CS 194-26 Project 1: colorizing the Prokudin-Gorskii photo collection

Background

As you probably know if you're reading this webpage, the main goal of this project is to take red, blue, and green filtered negatives from the early 20th century and align them into color images. Sounds simple enough, right?

The general way we do this, is to take the source plates, and create some algorithm to automatically align them. This can be accomplished by doing a grid search of possible alignments, and comparing them by some metric such as sum of squared differences. Of course, this can run into runtime issues at high resolutions, so one can use an image pyramid where the images are recursively aligned at lower resolutions, and the lower resolution alignments are used as starting points for the higher resolutions so they can be aligned over smaller (and more tractable) search spaces. And that's basically what we do here.

The small images

Throughout this project, I just used sum of squared differences on raw pixels. I was going to consider edge detection, but I got good results with SSD with some tweaking, so further exploration did not seem necessary. Some experimentation was done with sum of absolute differences to potentially ignore outliers, but it seemed to make no difference.

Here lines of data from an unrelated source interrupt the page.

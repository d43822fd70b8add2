//! Host mutation commands: services, downloads, deletes, Gemfile edits.

use std::process::ExitCode;

use anyhow::Result;
use clap::{Args, Subcommand};

use crate::app::AppContext;

#[derive(Args)]
pub struct ServiceArgs {
    /// Service name
    pub name: String,

    /// Target host (repeatable; default: every configured host)
    #[arg(long = "host", short = 'H')]
    pub hosts: Vec<String>,
}

#[derive(Subcommand)]
pub enum ServiceCommand {
    /// Start a service
    Start(ServiceArgs),
    /// Stop a service
    Stop(ServiceArgs),
}

#[derive(Args)]
pub struct DownloadArgs {
    /// Source URL
    pub from: String,
    /// Destination path on the host
    pub to: String,
    #[arg(long = "host", short = 'H')]
    pub hosts: Vec<String>,
}

#[derive(Args)]
pub struct DeleteArgs {
    /// Path to remove recursively
    pub path: String,
    #[arg(long = "host", short = 'H')]
    pub hosts: Vec<String>,
}

#[derive(Args)]
pub struct ReplaceArgs {
    /// sed pattern
    pub pattern: String,
    /// Replacement text
    pub replace: String,
    #[arg(long = "host", short = 'H')]
    pub hosts: Vec<String>,
}

/// # Errors
///
/// Returns an error when there are no hosts or the name is empty.
pub async fn service(app: &AppContext, cmd: &ServiceCommand) -> Result<ExitCode> {
    let ops = app.host_ops();
    let result = match cmd {
        ServiceCommand::Start(args) => {
            ops.start_service(&args.name, &app.hosts(&args.hosts))
                .await?
        }
        ServiceCommand::Stop(args) => {
            ops.stop_service(&args.name, &app.hosts(&args.hosts))
                .await?
        }
    };
    super::report_results(app, &[result])
}

/// # Errors
///
/// Returns an error when there are no hosts or an argument is empty.
pub async fn download(app: &AppContext, args: &DownloadArgs) -> Result<ExitCode> {
    let result = app
        .host_ops()
        .download(&args.from, &args.to, &app.hosts(&args.hosts))
        .await?;
    super::report_results(app, &[result])
}

/// # Errors
///
/// Returns an error when there are no hosts or the path is empty.
pub async fn delete(app: &AppContext, args: &DeleteArgs) -> Result<ExitCode> {
    let result = app
        .host_ops()
        .delete_file(&args.path, &app.hosts(&args.hosts))
        .await?;
    super::report_results(app, &[result])
}

/// # Errors
///
/// Returns an error when there are no hosts.
pub async fn replace(app: &AppContext, args: &ReplaceArgs) -> Result<ExitCode> {
    let result = app
        .host_ops()
        .replace_in_gemfile(&args.pattern, &args.replace, &app.hosts(&args.hosts))
        .await?;
    super::report_results(app, &[result])
}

For the small resolution images, a very naive alignment method is used. The green and red plates are aligned by rolling them over the blue plate over a range of -30 to 30 pixel alignments, and the best alignment is found with SSD. The border edges are cropped off using a fixed 10% of image width margin, and not even the rolled-over pixels from np.roll are cropped off. Somehow, the results seem to be quite solid.

The large images

The high resolution images are much more demanding. The images are normalized by intensity before being compared with the SSD, which helped a little bit. Additionally, the rolled-over edges of the image to be aligned in the high resolution algorithm are properly taken out of SSD calculations. There are some runtime hacks such as only comparing at maximum 750,000 pixels at an image pyramid resolution. I found that the best downsample cutoff was somewhere under 256 pixels in height. For certain images such as church.tif and lady.tif, alignment was best achieved when the two highest resolution SSD passes in the image pyramid algorithm were skipped -- I suspect this is because higher alignment passes are more sensitive to small outliers from having lots of pixels to worry about.

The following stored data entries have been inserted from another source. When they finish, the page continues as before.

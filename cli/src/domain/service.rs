//! Init-system commands for starting and stopping services on a host.

use serde::{Deserialize, Serialize};

use crate::domain::command::shell_quote;

#[derive(Debug, Clone, Copy, PartialEq, Eq, Default, Serialize, Deserialize)]
#[serde(rename_all = "lowercase")]
pub enum ServiceManager {
    #[default]
    Systemd,
    Sysv,
}

#[derive(Debug, Clone, Copy, PartialEq, Eq)]
pub enum ServiceAction {
    Start,
    Stop,
}

impl ServiceAction {
    #[must_use]
    pub fn as_str(self) -> &'static str {
        match self {
            ServiceAction::Start => "start",
            ServiceAction::Stop => "stop",
        }
    }
}

impl ServiceManager {
    /// Shell line performing `action` on `service`.
    #[must_use]
    pub fn command_line(self, service: &str, action: ServiceAction) -> String {
        let service = shell_quote(service);
        match self {
            ServiceManager::Systemd => format!("systemctl {} {service}", action.as_str()),
            ServiceManager::Sysv => format!("service {service} {}", action.as_str()),
        }
    }
}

But the biggest reason why I got good results was because instead of aligning the red and green plates to the blue plate, I aligned the red and blue plates to the green plate. That was the major change that made even the Emir image line up. Everything else helped, but this was pretty much the reason. My hypothesis is that the red and blue plates are more similar in brightness profiles to the green plate than they are to just each other. It shouldn't work this well, but it does and I find that absolutely hysterical.

Bells and Whistles

There's an autocropping algorithm that functions by polling each edge of the image at multiple locations, marching inwards until it sees two major intensity changes (a poor man's sharp derivatives, essentially), and then takes the median of the recorded values and uses those to crop off the edges. Additionally, the rolling from aligned plates is cropped off. It doesn't work perfectly all the time, given that its large derivative detection is incredibly naive and purely hard threshold based, but it functions quite decently on many images. On large images, a downscaled version of the input image is used for calculations. Below is a demonstration on the emir image.


Uncropped emir	Cropped emir

The provided example images, with plate alignments

(in pixels)

The small jpg images

cathedral.jpg: red: (-4, 1), blue: (6, -2)	monastery.jpg: red: (-3, 1), blue: (12, -2)	tobolsk.jpg: red: (-6, 1), blue: (7, -3)

The large tif images

church.tif: red: (-112, -8), blue: (120, -4)	emir.tif: red: (-134, 19), blue: (144, -27)	harvesters.tif: red: (-64, -1), blue: (74, -21)

icon.tif: red: (4, 5), blue: (8, -20)	lady.tif: red: (-132, 4), blue: (140, -8)	melons.tif: red: (-100, 5), blue: (118, -8)

onion_church.tif: red: (-63, 9), blue: (78, -32)	self_portrait.tif: red: (-100, 8), blue: (123, -33)	three_generations.tif: red: (-78, -4), blue: (95, -20)

train.tif: red: (-150, 23), blue: (160, -9)	workshop.tif: red: (-142, -10), blue: (144, -4)